Here’s what we mean: When something on the roadmap is an idea, you can create an assumed business case and you may measure the impact of that idea after the fact.
Imagine, instead, if you first aligned on the goals of the business. Then, as a team, you explored the business or customer problems that stand in the way of achieving those goals. Then, you put data against the size of your problems. Once you do that you’ve created a dialogue about selecting which problems are MOST worth solving.
From there, acknowledge that a product roadmap is a list of hypotheses. You generate hypotheses (a new experience, new technology, etc.) that will solve a measured problem. And since you put data against the size of the problem, you are predisposed to test any hypothesis to gauge if it will ACTUALLY solve the problem.
And now you are operating a product roadmap with a data-driven process and on your way to data-driven culture.
After our first two years doing tests for clients. we saw this gap and developed the Problem Solution Mapping (PSM) methodology. Read more here.
Without problems as the fulcrum for forming a UX or product roadmap, it’s difficult to have a forcing function of data over opinion. Any idea can possibly win, and the loudest opinion gets their product on the list. In other words, the distance of ideas to high-level goals is too large, and that’s when the data dialogue gets lost.
5. Story before Stats
When presenting the results of a test, do you set up the goal, problem and customer journey before you put up a grid of numbers and your 99% confidence interval?

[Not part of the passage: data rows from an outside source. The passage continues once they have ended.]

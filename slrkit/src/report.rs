//! Text and Graphviz renderings of a [`Table`], and of parser traces.
//!
//! Nothing here affects parsing; these are the views used to inspect a
//! grammar while writing it.

use crate::sets::SymbolSet;
use crate::{Action, Configuration, NonTerminalKey, Operation, SyntaxNode, Table, Token};
use indexmap::IndexMap;
use std::fmt::{Debug, Write as _};
use std::io::{self, Write};

/// Writes the numbered production list.
pub fn write_prods<W, K, T, N>(out: &mut W, table: &Table<K, T, N>) -> io::Result<()>
where
    W: Write,
    K: NonTerminalKey,
{
    let rules = table.grammar().rules();
    writeln!(out, "PRODUCTIONS ({})", rules.len())?;
    for (i, rule) in rules.iter().enumerate() {
        writeln!(out, "  {:>3}  {}", i, rule)?;
    }
    Ok(())
}

/// Writes every state's item set, one item per line.
pub fn write_states<W, K, T, N>(out: &mut W, table: &Table<K, T, N>) -> io::Result<()>
where
    W: Write,
    K: NonTerminalKey,
{
    let grammar = table.grammar();
    writeln!(out, "STATES ({})", table.states().len())?;
    for state in table.states() {
        writeln!(out, "state {} [{}]", state.id(), state.context())?;
        for item in state.items() {
            writeln!(out, "    {}", item.display(grammar))?;
        }
    }
    Ok(())
}

/// Writes the FIRST and FOLLOW sets of every nonterminal. Nullable keys
/// list `ε` in their FIRST set.
pub fn write_sets<W, K, T, N>(out: &mut W, table: &Table<K, T, N>) -> io::Result<()>
where
    W: Write,
    K: NonTerminalKey,
{
    write_set_map(out, "FIRST", table.sets().first_sets())?;
    write_set_map(out, "FOLLOW", table.sets().follow_sets())
}

fn write_set_map<W, K, T>(
    out: &mut W,
    label: &str,
    sets: &IndexMap<K, SymbolSet<K, T>>,
) -> io::Result<()>
where
    W: Write,
    K: NonTerminalKey,
{
    writeln!(out, "{}", label)?;
    for (key, set) in sets {
        let members: Vec<String> = set.iter().map(ToString::to_string).collect();
        writeln!(out, "  {}: {{{}}}", key, members.join(", "))?;
    }
    Ok(())
}

/// Writes the action and goto entries of every state.
///
/// Shifts print as `s<state>`, reductions as `r<rule>`, gotos as `g<state>`.
pub fn write_actions<W, K, T, N>(out: &mut W, table: &Table<K, T, N>) -> io::Result<()>
where
    W: Write,
    K: NonTerminalKey,
{
    writeln!(out, "ACTIONS")?;
    for state in table.states() {
        write!(out, "  {:>3}:", state.id())?;
        for (terminal, action) in state.actions() {
            match action {
                Action::Shift(to) => write!(out, " {}=s{}", terminal, to)?,
                Action::Reduce(rule) => write!(out, " {}=r{}", terminal, rule)?,
            }
        }
        for (key, to) in state.gotos() {
            write!(out, " {}=g{}", key, to)?;
        }
        writeln!(out)?;
    }
    Ok(())
}

fn escape(label: &str) -> String {
    label.replace('\\', r"\\").replace('"', "\\\"")
}

/// Renders the state graph in Graphviz dot format: one box per state
/// labelled with its items, and one edge per shift or goto.
pub fn to_dot<K, T, N>(table: &Table<K, T, N>) -> String
where
    K: NonTerminalKey,
{
    let grammar = table.grammar();
    let mut dot = String::from("digraph slr {\n\trankdir=LR;\n\n\tnode [shape=rectangle];\n");
    for state in table.states() {
        let label = state
            .items()
            .iter()
            .map(|item| escape(&item.display(grammar).to_string()))
            .collect::<Vec<_>>()
            .join(r"\l");
        let _ = writeln!(dot, "\t{} [label=\"{}: {}\\l\"];", state.id(), state.id(), label);
    }
    dot.push('\n');
    for state in table.states() {
        for (terminal, action) in state.actions() {
            if let Action::Shift(to) = action {
                let _ = writeln!(
                    dot,
                    "\t{} -> {} [label=\"{}\"];",
                    state.id(),
                    to,
                    escape(terminal.name())
                );
            }
        }
        for (key, to) in state.gotos() {
            let _ = writeln!(
                dot,
                "\t{} -> {} [label=\"{}\", style=dashed];",
                state.id(),
                to,
                escape(&key.to_string())
            );
        }
    }
    dot.push_str("}\n");
    dot
}

/// One rendered line of a parser trace.
#[derive(Debug, Clone, PartialEq, Eq)]
pub struct TraceRow {
    pub nodes: String,
    pub states: String,
    pub input: String,
    pub operation: String,
}

impl<T, N> Configuration<T, N>
where
    T: Token,
    N: Debug,
{
    /// Renders this snapshot against the table it was recorded with.
    ///
    /// Branch nodes show the key of the rule that produces their kind,
    /// falling back to the kind itself; the input ends with `$`.
    pub fn row<K>(&self, table: &Table<K, T, N>) -> TraceRow
    where
        K: NonTerminalKey,
        N: PartialEq,
    {
        let nodes = self
            .nodes
            .iter()
            .map(|node| match node {
                SyntaxNode::Terminal(token) => token.text().to_owned(),
                SyntaxNode::Branch { kind, .. } => match table.kind_key(kind) {
                    Some(key) => key.to_string(),
                    None => format!("{:?}", kind),
                },
            })
            .collect::<Vec<_>>()
            .join(" ");
        let states = self
            .states
            .iter()
            .map(ToString::to_string)
            .collect::<Vec<_>>()
            .join(" ");
        let mut input: Vec<&str> = self.input.iter().map(Token::text).collect();
        input.push("$");
        let operation = match self.operation {
            Operation::Shift(to) => format!("shift {}", to),
            Operation::Reduce(rule) => format!("reduce {}", table.grammar().rule(rule)),
            Operation::Accept => "accept".to_owned(),
            Operation::Recover { success: true } => "recover".to_owned(),
            Operation::Recover { success: false } => "recovery failed".to_owned(),
        };
        TraceRow {
            nodes,
            states,
            input: input.join(" "),
            operation,
        }
    }
}

#[cfg(test)]
mod tests {
    use super::*;
    use crate::test_support::{TestGrammar, init_logger, lex, stmt_rules};
    use crate::{Driver, Grammar, TableBuilder};

    fn table() -> Table<&'static str, crate::test_support::TestToken, &'static str> {
        let grammar: TestGrammar = Grammar::new(stmt_rules()).unwrap();
        TableBuilder::new(grammar)
            .recover_with("Stmt", || SyntaxNode::branch("Stmt", vec![]))
            .build("Start")
            .unwrap()
    }

    fn render<F>(f: F) -> String
    where
        F: FnOnce(&mut Vec<u8>) -> io::Result<()>,
    {
        let mut buf = Vec::new();
        f(&mut buf).unwrap();
        String::from_utf8(buf).unwrap()
    }

    #[test]
    fn text_dumps_cover_grammar() {
        init_logger();
        let table = table();
        let prods = render(|out| write_prods(out, &table));
        assert!(prods.starts_with("PRODUCTIONS (9)\n"));
        assert!(prods.contains("    3  Stmts → Stmts ; Stmt\n"));

        let states = render(|out| write_states(out, &table));
        assert!(states.contains("state 0 [0/Left]\n    Start → · Program\n"));

        let sets = render(|out| write_sets(out, &table));
        assert!(sets.contains("  Stmt: {id}\n"));
        assert!(sets.contains("  Stmt: {;}\n"));
        assert!(sets.contains("  Start: {}\n"));

        let actions = render(|out| write_actions(out, &table));
        assert_eq!(actions.lines().count(), table.states().len() + 1);
        assert!(actions.lines().nth(1).unwrap().contains("id=s"));
    }

    #[test]
    fn dot_has_node_per_state_and_edge_per_transition() {
        let table = table();
        let dot = to_dot(&table);
        assert!(dot.starts_with("digraph slr {"));
        assert!(dot.ends_with("}\n"));
        let edges = dot.lines().filter(|l| l.contains("->")).count();
        let expected: usize = table
            .states()
            .iter()
            .map(|s| {
                s.actions()
                    .filter(|(_, a)| matches!(a, Action::Shift(_)))
                    .count()
                    + s.gotos().count()
            })
            .sum();
        assert_eq!(edges, expected);
        assert_eq!(
            dot.lines().filter(|l| l.contains("[label=\"") && !l.contains("->")).count(),
            table.states().len()
        );
    }

    #[test]
    fn trace_rows_render_each_step() {
        let table = table();
        let mut trace = Vec::new();
        let mut errors = Vec::new();
        let mut input = lex("id := num");
        Driver::new(&table)
            .parse(&mut input, table.start_state(), &"Program", Some(&mut trace), &mut errors)
            .unwrap();
        let rows: Vec<TraceRow> = trace.iter().map(|c| c.row(&table)).collect();
        assert_eq!(rows[0].nodes, "");
        assert_eq!(rows[0].states, "0");
        assert_eq!(rows[0].input, "id := num $");
        assert!(rows[0].operation.starts_with("shift "));
        let reduce_stmt = rows
            .iter()
            .find(|r| r.operation == "reduce Stmt → id := E")
            .unwrap();
        assert_eq!(reduce_stmt.nodes, "id := E");
        assert_eq!(reduce_stmt.input, "$");
        assert_eq!(rows.last().unwrap().operation, "accept");
        assert_eq!(rows.last().unwrap().nodes, "Program");
    }
}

Here’s the thing about data: Not everyone can distill the story the data can tell from the data itself.
When you have data that suggests the size of a problem or the confidence in a solution, be careful not to get too deep in the spreadsheets with your broader audience. More people will appreciate and accept what the data says when you tell a story first, and use statistics as a supporting role.

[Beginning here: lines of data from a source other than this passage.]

//! Source positions attached to tokens and diagnostics.
//!
//! The token source owns position tracking; the engine only reads a
//! token's [`Span`] when it has to report a syntax error.

/// A 0-based line/column position in source text.
#[derive(Debug, Clone, Default, Copy, PartialEq, Eq, PartialOrd, Ord, Hash)]
pub struct Position {
    /// 0-based line number.
    pub line: usize,
    /// 0-based column number.
    pub column: usize,
}

impl Position {
    /// Creates a new `Position`.
    #[inline]
    pub const fn new(line: usize, column: usize) -> Self {
        Self { line, column }
    }
}

/// A half-open source range: `[start, end)`.
///
/// Invariants are not enforced here, but it is conventional for `start <= end`
/// in lexicographic `(line, column)` ordering.
#[derive(Debug, Clone, Default, Copy, PartialEq, Eq, PartialOrd, Ord, Hash)]
pub struct Span {
    pub start: Position,
    pub end: Position,
}

impl Span {
    /// Creates a new `Span`.
    #[inline]
    pub const fn new(start: Position, end: Position) -> Self {
        Self { start, end }
    }

    /// Span covering `[start, end)` columns of a single line.
    #[inline]
    pub const fn on_line(line: usize, start: usize, end: usize) -> Self {
        Self {
            start: Position::new(line, start),
            end: Position::new(line, end),
        }
    }

    /// Smallest span covering both `self` and `other`.
    pub fn merge(&self, other: &Span) -> Span {
        Span::new(self.start.min(other.start), self.end.max(other.end))
    }

    /// Whether the span covers no columns.
    pub fn is_empty(&self) -> bool {
        self.start == self.end
    }

    /// Pretty-print for diagnostics: `line:[start, end)`.
    ///
    /// Only the start line is printed; tokens never cross a line.
    #[inline]
    pub fn display(&self) -> String {
        format!(
            "{}:[{}, {})",
            self.start.line, self.start.column, self.end.column
        )
    }
}

#[cfg(test)]
mod tests {
    use super::*;

    #[test]
    fn merge_covers_both() {
        let a = Span::on_line(0, 4, 6);
        let b = Span::on_line(1, 0, 3);
        let m = a.merge(&b);
        assert_eq!(m.start, Position::new(0, 4));
        assert_eq!(m.end, Position::new(1, 3));
    }

    #[test]
    fn display_is_half_open() {
        let s = Span::on_line(2, 5, 9);
        assert_eq!(s.display(), "2:[5, 9)");
        assert!(!s.is_empty());
        assert!(Span::on_line(0, 3, 3).is_empty());
    }
}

6. Plan on Personalization Phases
Most digital executives we talk to have a lot of ambiguity around personalization. The steps or outcomes are not clear to them. And thus, personalization is probably not clear to others in the organization.

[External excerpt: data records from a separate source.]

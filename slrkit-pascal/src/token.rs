//! # Pascal Tokens
//!
//! [`TokenKind`] is the raw token classification produced by the `logos`
//! scanner; [`PascalToken`] pairs a kind with its source text and [`Span`]
//! and implements [`slrkit::Token`], which is all the parser driver needs.
//!
//! Keywords are matched case-insensitively, as Pascal requires. Whitespace
//! and the three comment forms (`{ .. }`, `(* .. *)` and `// ..`) are
//! skipped by the scanner.
use logos::{FilterResult, Logos};
use slrkit::{Span, Token};
use smartstring::alias::String;
use std::fmt;

/// Token classification.
#[derive(Logos, Debug, Clone, Copy, PartialEq, Eq, Hash)]
#[logos(skip r"[ \t\r\n\f]+")]
#[logos(skip r"\{[^}]*\}")]
#[logos(skip r"//[^\n]*")]
pub enum TokenKind {
    #[token("and", ignore(ascii_case))]
    And,
    #[token("array", ignore(ascii_case))]
    Array,
    #[token("begin", ignore(ascii_case))]
    Begin,
    #[token("case", ignore(ascii_case))]
    Case,
    #[token("const", ignore(ascii_case))]
    Const,
    #[token("div", ignore(ascii_case))]
    Div,
    #[token("do", ignore(ascii_case))]
    Do,
    #[token("downto", ignore(ascii_case))]
    Downto,
    #[token("else", ignore(ascii_case))]
    Else,
    #[token("end", ignore(ascii_case))]
    End,
    #[token("for", ignore(ascii_case))]
    For,
    #[token("function", ignore(ascii_case))]
    Function,
    #[token("if", ignore(ascii_case))]
    If,
    #[token("mod", ignore(ascii_case))]
    Mod,
    #[token("not", ignore(ascii_case))]
    Not,
    #[token("of", ignore(ascii_case))]
    Of,
    #[token("or", ignore(ascii_case))]
    Or,
    #[token("procedure", ignore(ascii_case))]
    Procedure,
    #[token("program", ignore(ascii_case))]
    Program,
    #[token("repeat", ignore(ascii_case))]
    Repeat,
    #[token("then", ignore(ascii_case))]
    Then,
    #[token("to", ignore(ascii_case))]
    To,
    #[token("until", ignore(ascii_case))]
    Until,
    #[token("var", ignore(ascii_case))]
    Var,
    #[token("while", ignore(ascii_case))]
    While,

    #[regex(r"[A-Za-z_][A-Za-z0-9_]*")]
    Identifier,
    #[regex(r"[0-9]+")]
    Integer,
    #[regex(r"[0-9]+\.[0-9]+([eE][+-]?[0-9]+)?")]
    Real,
    #[regex(r"'([^'\n]|'')*'")]
    StringLiteral,

    #[token(":=")]
    Assign,
    #[token("+")]
    Plus,
    #[token("-")]
    Minus,
    #[token("*")]
    Star,
    #[token("/")]
    Slash,
    #[token("^")]
    Caret,
    #[token("=")]
    Equal,
    #[token("<>")]
    NotEqual,
    #[token("<")]
    Less,
    #[token("<=")]
    LessEqual,
    #[token(">")]
    Greater,
    #[token(">=")]
    GreaterEqual,
    #[token("(")]
    LeftParen,
    #[token(")")]
    RightParen,
    #[token("[")]
    LeftBracket,
    #[token("]")]
    RightBracket,
    #[token(".")]
    Dot,
    #[token("..")]
    DoubleDot,
    #[token(",")]
    Comma,
    #[token(":")]
    Colon,
    #[token(";")]
    Semicolon,
    /// `(* .. *)` comment. Skipped by its callback, never produced.
    #[token("(*", block_comment)]
    BlockComment,
}

/// Consumes a block comment up to its closing `*)`.
fn block_comment(lex: &mut logos::Lexer<TokenKind>) -> FilterResult<(), ()> {
    match lex.remainder().find("*)") {
        Some(end) => {
            lex.bump(end + 2);
            FilterResult::Skip
        }
        None => {
            lex.bump(lex.remainder().len());
            FilterResult::Error(())
        }
    }
}

impl fmt::Display for TokenKind {
    fn fmt(&self, f: &mut fmt::Formatter<'_>) -> fmt::Result {
        fmt::Debug::fmt(self, f)
    }
}

/// A lexical token of the Pascal subset.
#[derive(Debug, Clone, PartialEq, Eq)]
pub struct PascalToken {
    pub kind: TokenKind,
    /// Source text exactly as written.
    pub text: String,
    /// 0-based line and half-open byte-column range.
    pub span: Span,
}

impl PascalToken {
    /// Copies `text` into a new token.
    pub fn new(kind: TokenKind, text: &str, span: Span) -> Self {
        Self {
            kind,
            text: text.into(),
            span,
        }
    }
}

impl Token for PascalToken {
    fn text(&self) -> &str {
        &self.text
    }

    fn span(&self) -> Span {
        self.span
    }
}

To get excitement and alignment on this ambiguous personalization journey, focus less on the tactics, technology and segmentation ideas around personalization and more around “capability phases” that more people can get behind. For example you may share a plan for the following phases:
The first phase is exploration. Look at what’s being done, what you’re capable of now, which technology and service providers can help.
The next phase is prioritization. Based on assessing goals and problems, you decide where you want to experiment.
The next phase is experimentation and learning. Gain insights into if and how personalization is solving real customer problems.
The next phase is optimization. Look to accelerate what you’ve learned that works and make bigger bets. By focusing on the these phases and talking about them openly, you get more people comfortable with taking the steps within the journey.
7. Combine the “What” and the “Why”
The analytics and testing team live in data, spreadsheets and statistics. The user experience team may work more in qualitative research (user testing, session recording, card sorting, surveys, focus groups, etc.). How do you get the user experience team to appreciate the quantitative testing data, and the data team to understand the qualitative approaches to get data-driven alignment?
When we work with clients we use both approaches, often combining them, to achieve appreciation for data in the process to product and UX decisions. And we bring both groups together to share the data story using these multiple approaches. This reinforces the value of data (regardless of type) across distinct teams and processes.
Analytics, Testing, Personalization and Optimization. These are practices that — when executed properly — drive a data-driven culture. And it is this culture that makes a digital organization competitive and grow faster. In a world of technology and data abundance, the time is now to align and execute towards experimentation to get much higher returns.
If you’re a digital executive reading this, your challenge is to package and present this larger story.